Metaphor, Transference, and the Problem of Translatability

Date: 24/04/2002
Time: 12:00 am - 12:00 am
Location: Centre for Translation, DLB 701, David C. Lam Building, Shaw Campus, Hong Kong Baptist University, Renfrew Road, Kowloon Tong
Speaker: Prof Zhang Longxi
Translation Seminar Series

Abstract:

In the etymological sense, both metaphor and translation signify an act of transference, of carrying something across, and that basic sense should help us understand the nature of translation. I shall discuss a number of important theoretical and critical discussions of the problem of translation, and of translatability in particular, and I shall argue for translation not just as a technical issue of finding equivalence between languages, but first and foremost the necessary means of understanding and communication across the gaps of cultures, histories, and traditions.

About the Speaker:

Zhang Longxi received his MA in English from Peking University and his Ph.D. in Comparative Literature from Harvard University.
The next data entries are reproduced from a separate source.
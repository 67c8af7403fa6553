use crate::parser::utils::{find_byte, skip_wsp, starts_with_ignore_case, trim_wsp_end};
use crate::types::AccessNetworkInfo;

/// P-Access-Network-Info  = "P-Access-Network-Info" HCOLON access-net-spec
/// access-net-spec        = (access-type / access-class) *(SEMI access-info)
pub fn parse_access_network_info(buf: &[u8], start: usize, end: usize) -> Option<AccessNetworkInfo> {
    let end = end.min(buf.len());
    let type_start = skip_wsp(buf, start, end);
    if type_start >= end {
        return None;
    }
    let semi = find_byte(buf, type_start, end, b';');
    let mut info = AccessNetworkInfo {
        access_type: type_start..trim_wsp_end(buf, type_start, semi.unwrap_or(end)),
        utran_cell_id: None,
        params: Vec::new(),
    };

    let mut next = semi;
    while let Some(pos) = next {
        let param_start = skip_wsp(buf, pos + 1, end);
        next = find_byte(buf, param_start, end, b';');
        let param_end = trim_wsp_end(buf, param_start, next.unwrap_or(end));
        if param_end <= param_start {
            continue;
        }
        if starts_with_ignore_case(buf, param_start, b"utran-cell-id-3gpp=") {
            info.utran_cell_id = Some(param_start + 19..param_end);
        } else {
            info.params.push(param_start..param_end);
        }
    }

    Some(info)
}

#[cfg(test)]
mod tests {
    use super::*;

    #[test]
    fn test_utran_cell_id() {
        let buf = b"3GPP-UTRAN-TDD; utran-cell-id-3gpp=23456789ABCDE; \"network-provided\"";
        let info = parse_access_network_info(buf, 0, buf.len()).unwrap();
        assert_eq!(&buf[info.access_type.clone()], b"3GPP-UTRAN-TDD");
        assert_eq!(&buf[info.utran_cell_id.clone().unwrap()], b"23456789ABCDE");
        assert_eq!(info.params.len(), 1);
    }

    #[test]
    fn test_access_type_only() {
        let buf = b" IEEE-802.11b ";
        let info = parse_access_network_info(buf, 0, buf.len()).unwrap();
        assert_eq!(&buf[info.access_type.clone()], b"IEEE-802.11b");
        assert!(info.utran_cell_id.is_none());
        assert!(parse_access_network_info(b"   ", 0, 3).is_none());
    }
}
He has taught at Peking, Harvard and the University of California, Riverside, and currently he is Chair Professor of Comparative Literature and Translation and Director of the Centre for Cross-Cultural Studies at the City University of Hong Kong. He has a wide range of interest in literary theory and criticism, East-West comparative studies, classical Chinese literature, English literature, and the interrelationship between literature and religion, philosophy, and history. He has published widely in English and Chinese and is the author of《二十世紀西方文論述評》[A Critical Introduction to Twentieth- Century Theories of Literature]. Beijing: Joint Publishing Co., 1986; The Tao and the Logos: Literary Hermeneutics, East and West, Durham: Duke University Press, 1992; Mighty Opposites: From Dichotomies to Differences in the Comparative Study of China. Stanford: Stanford University Press, 1998; and most recently,《走出文化的封閉圈》[Out of the Cultural Ghetto], Hong Kong: The Commercial Press (Hong Kong) Ltd., 2000.